Chose peu banale, c’est en rédigeant un article pour ma rubrique dans le Progrès, sur le festival Génériq en l’occurrence (lequel va se dérouler du 14 au 19 février, à Dijon, Besançon et ailleurs dans l’Est), que je suis tombé sur un musicien aussi original que séduisant : Bayonne. Pas la ville basque, mais le nom de la rue où Roger Sellers a grandi, à Spring dans le Texas, et qu’il a pris comme nom d’artiste. Basé aujourd’hui à Austin, centre névralgique hyper-branché de cet état conservateur, ce jeune homme au look mi-redneck mi-hipster (qui oserait une telle moustache autrement ?) s’est dédié corps et âme à l’electro-pop après s’être rendu compte de combien il s’emmerdait en tant que chanteur dans un groupe de folk. Musicien nerd disciple de Brian Eno, issu d’une formation classique qui l’a fait s’intéresser aux travaux de Steve Reich ou de Philip Glass, Roger Sellers utilise le studio comme instrument. Et sa musique est faite de boucles de sons qu’il enregistre, empile et malaxe en live. Un anti-DJ en somme (il n’utilise pas les platines), un démiurge qui parvient à créer un univers aussi onirique que personnel où tout le monde est le bienvenu, se rapprochant de l’oeuvre d’un autre bel anti-DJ à la musique émotionnelle et remuante, Caribou (SOTW #28).
« Sincere » est l’un des morceaux de son premier album en tant que Bayonne, « Primitives« . Les compositions, d’une fluidité absolue, mêlent des éléments électroniques, des percussions, des instruments acoustiques et de mélodieuses lignes de chant. Chant céleste influencé par Panda Bear, voix qui me rappelle un peu celle pincée et aiguë de Neil Tennant, de Pet Shop Boys. Les comparaisons s’arrêtent là. Ces chansons sont impossibles à siffloter et ne peuvent se transformer en scie obsédante, elles sont en revanche très accueillantes, procurent un bien-être immédiat et suscitent une curiosité insatiable. Décrire « Sincere » est donc tâche très ardue. Le riff de guitare électrique funky en boucle liminaire ouvre un bal qui fait tourner la tête, les grands espaces défilent à toute allure, les percussions invitent aux danses les plus folles. Un vrai trip.

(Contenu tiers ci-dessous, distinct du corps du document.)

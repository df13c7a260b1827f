//! Streaming parser and printer for delimited text with configurable
//! dialects.
//!
//! A [`CsvFormat`] describes a dialect: delimiter, quoting, escaping,
//! comments, null handling and header declaration. Named dialects such as
//! [`CsvFormat::mysql`] or [`CsvFormat::excel`] are starting points that the
//! `with_*` builders refine. Parsing is streaming and forward-only; records
//! report their ordinal and character position so a parse can be resumed
//! mid-stream.
//!
//! ```
//! use delimited::{CsvFormat, CsvParser};
//!
//! # fn main() -> delimited::CsvResult<()> {
//! let format = CsvFormat::default_format().with_first_record_as_header();
//! let mut parser = CsvParser::from_string("name,count\nfoo,3\nbar,7\n", format)?;
//! let records = parser.read_records()?;
//! assert_eq!(records.len(), 2);
//! assert_eq!(records[1].get_by_name("count")?, Some("7"));
//! # Ok(())
//! # }
//! ```

mod error;
mod format;
mod lexer;
mod parser;
mod printer;
mod reader;
mod record;
mod token;
mod value;

pub use error::{CsvError, CsvResult};
pub use format::{CsvFormat, QuoteMode};
pub use parser::{CsvParser, Records};
pub use printer::CsvPrinter;
pub use record::{CsvRecord, HeaderMap};
pub use value::Value;
//! Tokenizer
//!
//! Classifies runs of characters into tokens (field content, end of record,
//! end of file, comment) according to the active dialect.

use std::io::Read;

use crate::error::{CsvError, CsvResult};
use crate::format::CsvFormat;
use crate::reader::{LastChar, PositionedReader};
use crate::token::{Token, TokenType};

/// Result of resolving one escape sequence
enum Unescaped {
    /// The sequence maps to a single character; the escape is dropped
    Mapped(char),

    /// Unrecognized sequence; both the escape and this character are kept
    Verbatim(char),
}

/// The tokenizer: consumes the reader one character at a time and fills the
/// caller's token.
pub(crate) struct Lexer<R> {
    reader: PositionedReader<R>,
    delimiter: char,
    escape: Option<char>,
    quote_char: Option<char>,
    comment_start: Option<char>,
    ignore_surrounding_spaces: bool,
    ignore_empty_lines: bool,
    /// First line-terminator style seen in the stream; reporting only
    first_eol: Option<&'static str>,
}

impl<R: Read> Lexer<R> {
    pub(crate) fn new(format: &CsvFormat, reader: PositionedReader<R>) -> Self {
        Lexer {
            reader,
            delimiter: format.delimiter(),
            escape: format.escape_character(),
            quote_char: format.quote_character(),
            comment_start: format.comment_marker(),
            ignore_surrounding_spaces: format.ignore_surrounding_spaces(),
            ignore_empty_lines: format.ignore_empty_lines(),
            first_eol: None,
        }
    }

    pub(crate) fn first_eol(&self) -> Option<&'static str> {
        self.first_eol
    }

    pub(crate) fn current_line_number(&self) -> u64 {
        self.reader.current_line_number()
    }

    pub(crate) fn character_position(&self) -> u64 {
        self.reader.position()
    }

    pub(crate) fn is_closed(&self) -> bool {
        self.reader.is_closed()
    }

    pub(crate) fn close(&mut self) {
        self.reader.close();
    }

    /// Produce the next token. The caller resets `token` beforehand.
    pub(crate) fn next_token(&mut self, token: &mut Token) -> CsvResult<()> {
        let mut last_char = self.reader.last_char();
        let mut c = self.reader.read()?;
        let mut eol = self.read_end_of_line(c)?;

        if self.ignore_empty_lines {
            while eol && is_start_of_line(last_char) {
                last_char = c.map_or(LastChar::EndOfStream, LastChar::Char);
                c = self.reader.read()?;
                eol = self.read_end_of_line(c)?;
                if c.is_none() {
                    token.ty = TokenType::Eof;
                    return Ok(());
                }
            }
        }

        // True end of file, unless a delimiter still owes us an empty field.
        if last_char == LastChar::EndOfStream
            || (last_char != LastChar::Char(self.delimiter) && c.is_none())
        {
            token.ty = TokenType::Eof;
            return Ok(());
        }

        if is_start_of_line(last_char) && self.is_comment_start(c) {
            return match self.reader.read_line()? {
                None => {
                    token.ty = TokenType::Eof;
                    Ok(())
                }
                Some(line) => {
                    token.content.push_str(line.trim());
                    token.ty = TokenType::Comment;
                    Ok(())
                }
            };
        }

        while token.ty == TokenType::Invalid {
            if self.ignore_surrounding_spaces {
                while self.is_whitespace(c) && !eol {
                    c = self.reader.read()?;
                    eol = self.read_end_of_line(c)?;
                }
            }
            if c == Some(self.delimiter) {
                token.ty = TokenType::Token;
            } else if eol {
                token.ty = TokenType::EoRecord;
            } else if self.is_quote_char(c) {
                self.encapsulated_token(token)?;
            } else if c.is_none() {
                token.ty = TokenType::Eof;
                token.is_ready = true;
            } else {
                self.simple_token(token, c)?;
            }
        }
        Ok(())
    }

    /// Accumulate an unquoted field up to a delimiter, end of line or end of
    /// file.
    fn simple_token(&mut self, token: &mut Token, first: Option<char>) -> CsvResult<()> {
        let mut ch = first;
        loop {
            if self.read_end_of_line(ch)? {
                token.ty = TokenType::EoRecord;
                break;
            }
            let Some(cur) = ch else {
                token.ty = TokenType::Eof;
                token.is_ready = true;
                break;
            };
            if cur == self.delimiter {
                token.ty = TokenType::Token;
                break;
            }
            if self.escape == Some(cur) {
                match self.read_escape()? {
                    Unescaped::Mapped(u) => token.content.push(u),
                    Unescaped::Verbatim(raw) => {
                        token.content.push(cur);
                        token.content.push(raw);
                    }
                }
            } else {
                token.content.push(cur);
            }
            ch = self.reader.read()?;
        }

        if self.ignore_surrounding_spaces {
            trim_trailing_spaces(&mut token.content);
        }
        Ok(())
    }

    /// Accumulate a quoted field. A doubled quote is a literal quote; the
    /// closing quote may only be followed by whitespace before the next
    /// delimiter or end of line.
    fn encapsulated_token(&mut self, token: &mut Token) -> CsvResult<()> {
        let start_line = self.current_line_number();
        let mut c = self.reader.read()?;
        loop {
            match c {
                None => return Err(CsvError::UnterminatedQuote { line: start_line }),
                Some(cur) if self.escape == Some(cur) => match self.read_escape()? {
                    Unescaped::Mapped(u) => token.content.push(u),
                    Unescaped::Verbatim(raw) => {
                        token.content.push(cur);
                        token.content.push(raw);
                    }
                },
                Some(cur) if self.quote_char == Some(cur) => {
                    let next = self.reader.look_ahead()?;
                    if self.is_quote_char(next) {
                        // Doubled quote: literal quote char
                        if let Some(q) = self.reader.read()? {
                            token.content.push(q);
                        }
                    } else {
                        // Closing quote; consume up to the next delimiter
                        loop {
                            c = self.reader.read()?;
                            if c == Some(self.delimiter) {
                                token.ty = TokenType::Token;
                                return Ok(());
                            }
                            if c.is_none() {
                                token.ty = TokenType::Eof;
                                token.is_ready = true;
                                return Ok(());
                            }
                            if self.read_end_of_line(c)? {
                                token.ty = TokenType::EoRecord;
                                return Ok(());
                            }
                            if !self.is_whitespace(c) {
                                return Err(CsvError::StrayCharAfterQuote {
                                    line: self.current_line_number(),
                                });
                            }
                        }
                    }
                }
                Some(cur) => token.content.push(cur),
            }
            c = self.reader.read()?;
        }
    }

    /// Resolve the character following an escape.
    fn read_escape(&mut self) -> CsvResult<Unescaped> {
        let Some(c) = self.reader.read()? else {
            return Err(CsvError::EscapeAtEndOfStream {
                line: self.current_line_number(),
            });
        };
        Ok(match c {
            'r' => Unescaped::Mapped('\r'),
            'n' => Unescaped::Mapped('\n'),
            't' => Unescaped::Mapped('\t'),
            'b' => Unescaped::Mapped('\u{8}'),
            'f' => Unescaped::Mapped('\u{c}'),
            '\r' | '\n' | '\u{c}' | '\t' | '\u{8}' => Unescaped::Mapped(c),
            _ if self.is_meta_char(c) => Unescaped::Mapped(c),
            _ => Unescaped::Verbatim(c),
        })
    }

    /// Detect CR, LF or CRLF; a CRLF pair is consumed as one unit. The first
    /// terminator style encountered is remembered for reporting.
    fn read_end_of_line(&mut self, ch: Option<char>) -> CsvResult<bool> {
        let mut ch = ch;
        if ch == Some('\r') && self.reader.look_ahead()? == Some('\n') {
            ch = self.reader.read()?;
            if self.first_eol.is_none() {
                self.first_eol = Some("\r\n");
            }
        }
        if self.first_eol.is_none() {
            if ch == Some('\n') {
                self.first_eol = Some("\n");
            } else if ch == Some('\r') {
                self.first_eol = Some("\r");
            }
        }
        Ok(matches!(ch, Some('\n') | Some('\r')))
    }

    /// Whitespace for field-boundary purposes; the delimiter itself never
    /// counts (TAB-delimited dialects).
    fn is_whitespace(&self, c: Option<char>) -> bool {
        match c {
            Some(ch) => ch != self.delimiter && is_space_char(ch),
            None => false,
        }
    }

    fn is_quote_char(&self, c: Option<char>) -> bool {
        self.quote_char.is_some() && c == self.quote_char
    }

    fn is_comment_start(&self, c: Option<char>) -> bool {
        self.comment_start.is_some() && c == self.comment_start
    }

    fn is_meta_char(&self, c: char) -> bool {
        c == self.delimiter
            || Some(c) == self.escape
            || Some(c) == self.quote_char
            || Some(c) == self.comment_start
    }
}
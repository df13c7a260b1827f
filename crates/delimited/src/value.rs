//! Tagged values handed to the printer

use std::fmt;

/// A value to be written by a [`CsvPrinter`](crate::CsvPrinter).
///
/// The quote decision under [`QuoteMode::NonNumeric`](crate::QuoteMode) is a
/// match over the variant tag, so callers state up front whether a value is
/// numeric instead of the printer guessing from its textual shape.
#[derive(Debug, Clone, PartialEq)]
pub enum Value {
    /// The null sentinel; rendered as the dialect's null string (or empty)
    Null,

    /// Text value
    String(String),

    /// Numeric value; never quoted under `NonNumeric`
    Number(f64),
}

impl Value {
    /// Check whether this is the null sentinel
    pub fn is_null(&self) -> bool {
        matches!(self, Value::Null)
    }
}

impl fmt::Display for Value {
    fn fmt(&self, f: &mut fmt::Formatter<'_>) -> fmt::Result {
        match self {
            Value::Null => Ok(()),
            Value::String(s) => f.write_str(s),
            Value::Number(n) => write!(f, "{n}"),
        }
    }
}

impl From<&str> for Value {
    fn from(s: &str) -> Self {
        Value::String(s.to_string())
    }
}

impl From<String> for Value {
    fn from(s: String) -> Self {
        Value::String(s)
    }
}

impl From<&String> for Value {
    fn from(s: &String) -> Self {
        Value::String(s.clone())
    }
}

impl From<f64> for Value {
    fn from(n: f64) -> Self {
        Value::Number(n)
    }
}

impl From<i64> for Value {
    fn from(n: i64) -> Self {
        Value::Number(n as f64)
    }
}

impl From<i32> for Value {
    fn from(n: i32) -> Self {
        Value::Number(f64::from(n))
    }
}

impl From<u32> for Value {
    fn from(n: u32) -> Self {
        Value::Number(f64::from(n))
    }
}

impl<T: Into<Value>> From<Option<T>> for Value {
    fn from(v: Option<T>) -> Self {
        v.map_or(Value::Null, Into::into)
    }
}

Autre détail qui fait de Bayonne un artiste attachant, c’est que ses shows sont aux antipodes de ce qu’on attend d’un musicien electro, réduisant souvent sa présence scénique à celle d’un ingénieur derrière ses machines. Bayonne virevolte avec énergie de pédale d’effets en table de mixage, s’empare de baguettes pour frapper ses toms avec frénésie puis de son micro pour crooner des mélopées enivrantes. En véritable one-man band, il occupe toute la scène avec gourmandise et offre un spectacle totalement inédit. Qui me donne très envie d’aller vérifier sur place au Consortium à Dijon…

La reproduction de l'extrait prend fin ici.